La Bolivia è stato il primo stato a rispondere con riforme legali, approvando una legge che criminalizza la violenza politica e le molestie contro le donne nel 2012. Nel 2016 e nel 2017, le organizzazioni globali e regionali hanno iniziato a sensibilizzare e ad agire: il National Democratic Institute (NDI) ha lanciato #NotTheCost, campagna per fermare la violenza contro le donne in politica, ma molta strada c’è ancora da percorrere.
Un dato è certo: gli effetti delle donne in politica si traducono in policy moderate che includono una maggiore spesa pubblica per politiche familiari, la crescita sostenibile e uno stile di leadership più democratico e bilanciato, meno orientato alla competizione e più al compromesso.

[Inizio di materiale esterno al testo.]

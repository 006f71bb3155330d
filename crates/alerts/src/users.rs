use std::collections::HashMap;
use std::sync::Arc;

use async_trait::async_trait;
use sqlx::SqlitePool;
use tokio::sync::RwLock;

use common::{Result, UserDirectory};

/// Reads notification addresses from the `users` table.
#[derive(Clone)]
pub struct SqliteUserDirectory {
    db: SqlitePool,
}

impl SqliteUserDirectory {
    pub fn new(db: SqlitePool) -> Self {
        Self { db }
    }

    /// Insert or replace a user's address.
    pub async fn upsert(&self, user_id: &str, email: &str) -> Result<()> {
        sqlx::query(
            "INSERT INTO users (id, email) VALUES (?1, ?2)
             ON CONFLICT(id) DO UPDATE SET email = excluded.email",
        )
        .bind(user_id)
        .bind(email)
        .execute(&self.db)
        .await?;
        Ok(())
    }
}

#[async_trait]
impl UserDirectory for SqliteUserDirectory {
    async fn email_for(&self, user_id: &str) -> Result<Option<String>> {
        let email = sqlx::query_scalar("SELECT email FROM users WHERE id = ?1")
            .bind(user_id)
            .fetch_optional(&self.db)
            .await?;
        Ok(email)
    }
}

#[derive(Default, Clone)]
pub struct InMemoryUserDirectory {
    emails: Arc<RwLock<HashMap<String, String>>>,
}

impl InMemoryUserDirectory {
    pub fn new() -> Self {
        Self::default()
    }

    pub async fn insert(&self, user_id: impl Into<String>, email: impl Into<String>) {
        self.emails.write().await.insert(user_id.into(), email.into());
    }
}

#[async_trait]
impl UserDirectory for InMemoryUserDirectory {
    async fn email_for(&self, user_id: &str) -> Result<Option<String>> {
        Ok(self.emails.read().await.get(user_id).cloned())
    }
}

#[cfg(test)]
mod tests {
    use super::*;

    #[tokio::test]
    async fn sqlite_directory_upserts() {
        let users = SqliteUserDirectory::new(common::db::connect_in_memory().await.unwrap());
        assert_eq!(users.email_for("u1").await.unwrap(), None);

        users.upsert("u1", "old@example.com").await.unwrap();
        users.upsert("u1", "new@example.com").await.unwrap();
        assert_eq!(
            users.email_for("u1").await.unwrap().as_deref(),
            Some("new@example.com")
        );
    }

    #[tokio::test]
    async fn in_memory_directory() {
        let users = InMemoryUserDirectory::new();
        users.insert("u1", "a@example.com").await;
        assert_eq!(users.email_for("u1").await.unwrap().as_deref(), Some("a@example.com"));
        assert!(users.email_for("u2").await.unwrap().is_none());
    }
}
/// RSI (Relative Strength Index) indicator.
///
/// Uses Wilder's smoothed moving average (same as TradingView / standard RSI).
/// Returns `None` until at least `period + 1` price values are available.
#[derive(Debug, Clone)]
pub struct RsiIndicator {
    pub period: usize,
}

impl RsiIndicator {
    pub fn new(period: usize) -> Self {
        Self { period }
    }

    /// Compute RSI from a slice of close prices (oldest first).
    /// Returns `None` if there are fewer than `period + 1` values.
    ///
    /// A series without losses reads 100; a flat series (no gains and no
    /// losses) reads 50.
    pub fn compute(&self, closes: &[f64]) -> Option<f64> {
        if self.period == 0 || closes.len() <= self.period {
            return None;
        }

        // First average gain/loss over the initial `period` changes
        let changes: Vec<f64> = closes.windows(2).map(|w| w[1] - w[0]).collect();
        let initial = &changes[..self.period];

        let mut avg_gain = initial.iter().filter(|&&c| c > 0.0).sum::<f64>() / self.period as f64;
        let mut avg_loss = initial.iter().filter(|&&c| c < 0.0).map(|c| c.abs()).sum::<f64>()
            / self.period as f64;

        // Wilder smoothing over remaining changes
        for &change in &changes[self.period..] {
            let gain = if change > 0.0 { change } else { 0.0 };
            let loss = if change < 0.0 { change.abs() } else { 0.0 };
            avg_gain = (avg_gain * (self.period - 1) as f64 + gain) / self.period as f64;
            avg_loss = (avg_loss * (self.period - 1) as f64 + loss) / self.period as f64;
        }

        if avg_loss == 0.0 {
            if avg_gain == 0.0 {
                return Some(50.0);
            }
            return Some(100.0);
        }

        let rs = avg_gain / avg_loss;
        Some(100.0 - 100.0 / (1.0 + rs))
    }
}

Gender quotas e caso Italia
Le quote di genere non sono rosa o blu (ovvero non riguardano specificamente uomini o donne), ma riguardano il genere meno rappresentato che dovrebbe essere almeno al di sopra di una certa soglia in determinati contesti. Sono un argomento alquanto controverso dal momento che sono necessarie per raggiungere equità di genere in contesti aziendali e politici, ma sono anche ampiamente criticate poichè potrebbero implicare conseguenze negative sulla qualità della performance. Secondo uno studio norvegese molto criticato, infatti, le quote avrebbero avuto conseguenze negative poiché le donne per la prima volta in posizioni di potere sarebbero inesperte. Empiricamente parlando, però, è stato dimostrato che le quote di genere non rappresentano un costo né per lo Stato, né in termini di performance aziendale o della qualità dei politici eletti. Al contrario, invece, secondo quanto dimostrato, la legge 120/2011, che ha imposto le quote di genere sul Consiglio di Amministrazione e dei Sindaci delle società quotate in Borsa e poi anche di quelle di proprietà statale, non ha imposto nessun costo né sulle casse dello Stato che semplicemente fa un’imposizione alle aziende nè ha identificato alcun effetto positivo o negativo sulla performance. Inoltre, è stato dimostrato che imporre le quote sulle liste elettorali delle municipalità (come è stato fatto con la legge 81/1993 dal 1993 al 1995 in Italia), migliora nettamente la qualità, intesa come livello di istruzione dei politici eletti. Infatti una delle conseguenze principali dell’introduzione delle quote di genere è la “crisi degli uomini mediocri”. La qualità della performance e dei politici migliora, infatti, non perchè le donne siano più qualificate degli uomini, ma principalmente perchè aumentando il numero di candidati in competizione gli uomini sono selezionati meglio. Semplicemente, si possono sostituire uomini da capacità mediocri con donne più qualificate che a causa di distorsioni o diverse attitudini fino a quel momento erano rimaste fuori dal mercato del lavoro o dallo scenario politico.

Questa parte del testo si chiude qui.